About this task> Pick out the lines below with "Connect" and list them.

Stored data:

//! End-to-end behaviour of the authenticated request pipeline.
//!
//! Every test drives the client through a scripted transport and checks the
//! observable contract: which requests went out, what the caller received,
//! and what happened to the stored token.

use homenote_client::{
    AuthEvent, AuthProvider, ClientError, FatalAuthReason, Method, RequestOptions, TransportError,
};
use homenote_test_utils::{
    bearer_of, client_with, envelope, error_response, json_response, session, token_grant,
    valid_token, Reply, ScriptedTransport, HOUR_MS,
};
use pretty_assertions::assert_eq;
use serde::Deserialize;
use serde_json::{json, Value};
use std::sync::Arc;
use std::time::Duration;

const REFRESH: &str = "/v1/auth/refresh";
const ME: &str = "/v1/members/me";

#[derive(Debug, Deserialize, PartialEq)]
struct Member {
    id: u64,
    nickname: String,
}

fn member_body() -> Value {
    json!({"id": 7, "nickname": "tenant"})
}

/// Backend that accepts only `Bearer new` and refreshes to `new`.
fn rotating_backend(refresh_delay: Duration) -> ScriptedTransport {
    ScriptedTransport::new(move |req| {
        if req.path() == REFRESH {
            return Reply::ok(token_grant("new", 3600)).delayed(refresh_delay);
        }
        match bearer_of(req) {
            Some("new") => envelope(member_body()).into(),
            _ => error_response(401, "EXPIRED_ACCESS_TOKEN", "Access token expired").into(),
        }
    })
}

#[tokio::test]
async fn attaches_bearer_token() {
    let transport = Arc::new(ScriptedTransport::new(|_| envelope(member_body()).into()));
    let (tokens, _, _) = session();
    tokens.save(&valid_token("abc"));
    let client = client_with(transport.clone(), tokens);

    let me: Member = client.get_data(ME).await.unwrap();
    assert_eq!(me, Member { id: 7, nickname: "tenant".to_string() });

    let sent = transport.requests();
    assert_eq!(sent.len(), 1);
    assert_eq!(bearer_of(&sent[0]), Some("abc"));
    assert_eq!(sent[0].url, "https://api.test/v1/members/me");
    assert_eq!(sent[0].header_value("Accept"), Some("application/json"));
}

#[tokio::test]
async fn missing_token_sends_anonymous_request_then_refreshes() {
    let transport = Arc::new(rotating_backend(Duration::ZERO));
    let (tokens, _, _) = session();
    let client = client_with(transport.clone(), tokens.clone());

    let me: Member = client.get_data(ME).await.unwrap();
    assert_eq!(me.id, 7);

    let calls = transport.matching(Method::Get, ME);
    assert_eq!(calls.len(), 2);
    assert_eq!(bearer_of(&calls[0]), None);
    assert_eq!(bearer_of(&calls[1]), Some("new"));
    assert_eq!(tokens.get().unwrap().access_token, "new");
}

#[tokio::test(start_paused = true)]
async fn concurrent_unauthorized_requests_share_one_refresh() {
    let transport = Arc::new(rotating_backend(Duration::from_millis(50)));
    let (tokens, _, _) = session();
    tokens.save(&valid_token("old"));
    let client = client_with(transport.clone(), tokens);

    let mut handles = Vec::new();
    for _ in 0..10 {
        let client = client.clone();
        handles.push(tokio::spawn(async move {
            client.get_data::<Member>(ME).await
        }));
    }

    for handle in handles {
        let me = handle.await.unwrap().unwrap();
        assert_eq!(me.id, 7);
    }

    assert_eq!(transport.count(Method::Post, REFRESH), 1);
    assert_eq!(client.refresh_count(), 1);
}

#[tokio::test]
async fn second_unauthorized_after_refresh_is_fatal() {
    let transport = Arc::new(ScriptedTransport::new(|req| {
        if req.path() == REFRESH {
            token_grant("new", 3600).into()
        } else {
            error_response(401, "EXPIRED_ACCESS_TOKEN", "nope").into()
        }
    }));
    let (tokens, _, _) = session();
    tokens.save(&valid_token("old"));
    let client = client_with(transport.clone(), tokens.clone());
    let mut events = client.subscribe_auth_events();

    let err = client.get_data::<Member>(ME).await.unwrap_err();
    match err {
        ClientError::SessionExpired { reason } => {
            assert_eq!(reason, FatalAuthReason::RetryUnauthorized)
        }
        other => panic!("expected SessionExpired, got {other:?}"),
    }

    assert_eq!(transport.count(Method::Get, ME), 2);
    assert_eq!(transport.count(Method::Post, REFRESH), 1);
    assert_eq!(tokens.get(), None);

    assert_eq!(events.recv().await.unwrap(), AuthEvent::Refreshed);
    assert_eq!(
        events.recv().await.unwrap(),
        AuthEvent::SignInRequired {
            reason: FatalAuthReason::RetryUnauthorized
        }
    );
}

#[tokio::test]
async fn fatal_codes_skip_refresh() {
    for code in ["INVALID_REFRESH_TOKEN", "TOKEN_REUSE_DETECTED"] {
        let transport = Arc::new(ScriptedTransport::new(move |_| {
            error_response(401, code, "session revoked").into()
        }));
        let (tokens, _, _) = session();
        tokens.save(&valid_token("old"));
        let client = client_with(transport.clone(), tokens.clone());
        let mut events = client.subscribe_auth_events();

        let err = client.get_data::<Member>(ME).await.unwrap_err();
        assert!(err.is_session_expired(), "{code}: {err:?}");
        assert_eq!(transport.count(Method::Post, REFRESH), 0);
        assert_eq!(transport.requests().len(), 1);
        assert_eq!(tokens.get(), None);
        assert!(matches!(
            events.recv().await.unwrap(),
            AuthEvent::SignInRequired { .. }
        ));
    }
}

#[tokio::test]
async fn failed_refresh_ends_session() {
    let transport = Arc::new(ScriptedTransport::new(|req| {
        if req.path() == REFRESH {
            error_response(401, "REFRESH_TOKEN_EXPIRED", "expired").into()
        } else {
            error_response(401, "EXPIRED_ACCESS_TOKEN", "expired").into()
        }
    }));
    let (tokens, _, _) = session();
    tokens.save(&valid_token("old"));
    let client = client_with(transport.clone(), tokens.clone());

    let err = client.get_data::<Member>(ME).await.unwrap_err();
    assert!(matches!(
        err,
        ClientError::SessionExpired {
            reason: FatalAuthReason::RefreshFailed(_)
        }
    ));
    assert_eq!(transport.count(Method::Get, ME), 1);
    assert_eq!(tokens.get(), None);
}

#[tokio::test]
async fn rejected_refresh_keeps_the_backend_reason() {
    let transport = Arc::new(ScriptedTransport::new(|req| {
        if req.path() == REFRESH {
            error_response(401, "TOKEN_REUSE_DETECTED", "replayed").into()
        } else {
            error_response(401, "EXPIRED_ACCESS_TOKEN", "expired").into()
        }
    }));
    let (tokens, _, _) = session();
    tokens.save(&valid_token("old"));
    let client = client_with(transport, tokens);

    let err = client.get_data::<Member>(ME).await.unwrap_err();
    assert!(matches!(
        err,
        ClientError::SessionExpired {
            reason: FatalAuthReason::TokenReuseDetected
        }
    ));
}

#[tokio::test]
async fn force_refresh_failure_ends_session() {
    let transport = Arc::new(ScriptedTransport::new(|_| {
        error_response(401, "INVALID_REFRESH_TOKEN", "gone").into()
    }));
    let (tokens, _, _) = session();
    tokens.save(&valid_token("revoked"));
    let client = client_with(transport, tokens.clone());
    let mut events = client.subscribe_auth_events();

    let err = client.force_refresh().await.unwrap_err();
    assert!(matches!(
        err,
        ClientError::SessionExpired {
            reason: FatalAuthReason::InvalidRefreshToken
        }
    ));
    assert_eq!(tokens.get(), None);
    assert_eq!(
        events.try_recv().unwrap(),
        AuthEvent::SignInRequired {
            reason: FatalAuthReason::InvalidRefreshToken
        }
    );
}

#[tokio::test]
async fn force_refresh_replaces_the_token() {
    let transport = Arc::new(rotating_backend(Duration::ZERO));
    let (tokens, _, _) = session();
    tokens.save(&valid_token("old"));
    let client = client_with(transport, tokens.clone());

    let token = client.force_refresh().await.unwrap();
    assert_eq!(token.access_token, "new");
    assert_eq!(tokens.get().map(|t| t.access_token).as_deref(), Some("new"));
}

#[tokio::test]
async fn public_and_skip_refresh_requests_surface_401() {
    let transport = Arc::new(ScriptedTransport::new(|_| {
        error_response(401, "UNAUTHORIZED", "login required").into()
    }));
    let (tokens, _, _) = session();
    tokens.save(&valid_token("old"));
    let client = client_with(transport.clone(), tokens.clone());

    let err = client
        .request::<Value>(ME, RequestOptions::get().public())
        .await
        .unwrap_err();
    assert_eq!(err.status(), Some(401));
    assert_eq!(err.code(), Some("UNAUTHORIZED"));
    assert_eq!(bearer_of(&transport.requests()[0]), None);

    let err = client
        .request::<Value>(ME, RequestOptions::get().skip_refresh())
        .await
        .unwrap_err();
    assert!(matches!(err, ClientError::Api(_)));

    assert_eq!(transport.count(Method::Post, REFRESH), 0);
    assert!(tokens.get().is_some());
}

#[tokio::test]
async fn non_json_success_decodes_from_empty_object() {
    #[derive(Debug, Default, Deserialize, PartialEq)]
    struct Ack {
        #[serde(default)]
        id: Option<u64>,
    }

    let transport = Arc::new(ScriptedTransport::new(|_| {
        homenote_client::HttpResponse::new(204, Vec::new()).into()
    }));
    let (tokens, _, _) = session();
    let client = client_with(transport, tokens);

    let ack: Ack = client
        .request("/v1/home-notes/3", RequestOptions::delete())
        .await
        .unwrap();
    assert_eq!(ack, Ack::default());
}

#[tokio::test]
async fn validation_errors_are_joined() {
    let transport = Arc::new(ScriptedTransport::new(|_| {
        json_response(
            400,
            json!({"errors": [{"field": "title", "reason": "required"}, {"field": "deposit", "reason": "must be positive"}]}),
        )
        .into()
    }));
    let (tokens, _, _) = session();
    let client = client_with(transport, tokens);

    let err = client
        .post_data::<_, Value>("/v2/property-posts", &json!({"title": ""}))
        .await
        .unwrap_err();
    match err {
        ClientError::Api(api) => {
            assert_eq!(api.status, 400);
            assert_eq!(api.message, "required, must be positive");
        }
        other => panic!("expected Api error, got {other:?}"),
    }
}

#[tokio::test]
async fn network_failure_is_typed() {
    let transport = Arc::new(ScriptedTransport::new(|_| {
        Reply::err(TransportError::Connect("dns".to_string()))
    }));
    let (tokens, _, _) = session();
    let client = client_with(transport, tokens);

    let err = client.get_data::<Value>(ME).await.unwrap_err();
    assert!(matches!(err, ClientError::Network(TransportError::Connect(_))));
    assert!(err.is_retryable());
}

#[tokio::test]
async fn json_body_and_query_are_sent() {
    let transport = Arc::new(ScriptedTransport::new(|_| envelope(json!([])).into()));
    let (tokens, _, _) = session();
    let client = client_with(transport.clone(), tokens);

    let options = RequestOptions::post()
        .with_json(&json!({"title": "sunny flat"}))
        .unwrap()
        .with_query("keyword", "mapo gu")
        .with_query("page", 1);
    let _: Value = client.request_data("/v2/property-posts", options).await.unwrap();

    let sent = &transport.requests()[0];
    assert_eq!(
        sent.url,
        "https://api.test/v2/property-posts?keyword=mapo+gu&page=1"
    );
    assert_eq!(sent.header_value("Content-Type"), Some("application/json"));
    let body: Value = serde_json::from_slice(sent.body.as_ref().unwrap()).unwrap();
    assert_eq!(body, json!({"title": "sunny flat"}));
}

#[tokio::test]
async fn login_and_logout_manage_the_session() {
    let transport = Arc::new(ScriptedTransport::new(|req| match req.path().as_str() {
        "/v1/auth/token" => envelope(json!({
            "access_token": "fresh",
            "expires_in": 3600,
            "is_new_member": true
        }))
        .into(),
        _ => envelope(Value::Null).into(),
    }));
    let (tokens, _, _) = session();
    let client = client_with(transport.clone(), tokens.clone());
    let mut events = client.subscribe_auth_events();

    let outcome = client
        .login(AuthProvider::Kakao, "code-123", "https://homenote.kr/oauth")
        .await
        .unwrap();
    assert!(outcome.is_new_member);
    assert_eq!(outcome.token.expires_at, homenote_test_utils::NOW + HOUR_MS);
    assert_eq!(tokens.get().unwrap().access_token, "fresh");
    assert!(client.is_authenticated());
    assert_eq!(events.recv().await.unwrap(), AuthEvent::SignedIn);

    let login_request = &transport.matching(Method::Post, "/v1/auth/token")[0];
    assert_eq!(bearer_of(login_request), None);

    client.logout().await;
    assert!(!client.is_authenticated());
    assert_eq!(events.recv().await.unwrap(), AuthEvent::SignedOut);
    let logout_request = &transport.matching(Method::Post, "/v1/auth/logout")[0];
    assert_eq!(bearer_of(logout_request), Some("fresh"));
}

#[tokio::test]
async fn ensure_valid_token_refreshes_only_when_needed() {
    let transport = Arc::new(rotating_backend(Duration::ZERO));
    let (tokens, _, clock) = session();
    tokens.save(&valid_token("current"));
    let client = client_with(transport.clone(), tokens);

    assert_eq!(client.ensure_valid_token().await.as_deref(), Some("current"));
    assert_eq!(transport.requests().len(), 0);

    // Inside the five-minute buffer
    clock.advance_ms(HOUR_MS - 60_000);
    assert_eq!(client.ensure_valid_token().await.as_deref(), Some("new"));
    assert_eq!(transport.count(Method::Post, REFRESH), 1);
}

#[tokio::test]
async fn ensure_valid_token_returns_none_when_refresh_fails() {
    let transport = Arc::new(ScriptedTransport::new(|_| {
        error_response(401, "INVALID_REFRESH_TOKEN", "gone").into()
    }));
    let (tokens, _, _) = session();
    let client = client_with(transport, tokens);

    assert_eq!(client.ensure_valid_token().await, None);
}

Output of the exercise>
        Reply::err(TransportError::Connect("dns".to_string()))
    assert!(matches!(err, ClientError::Network(TransportError::Connect(_))));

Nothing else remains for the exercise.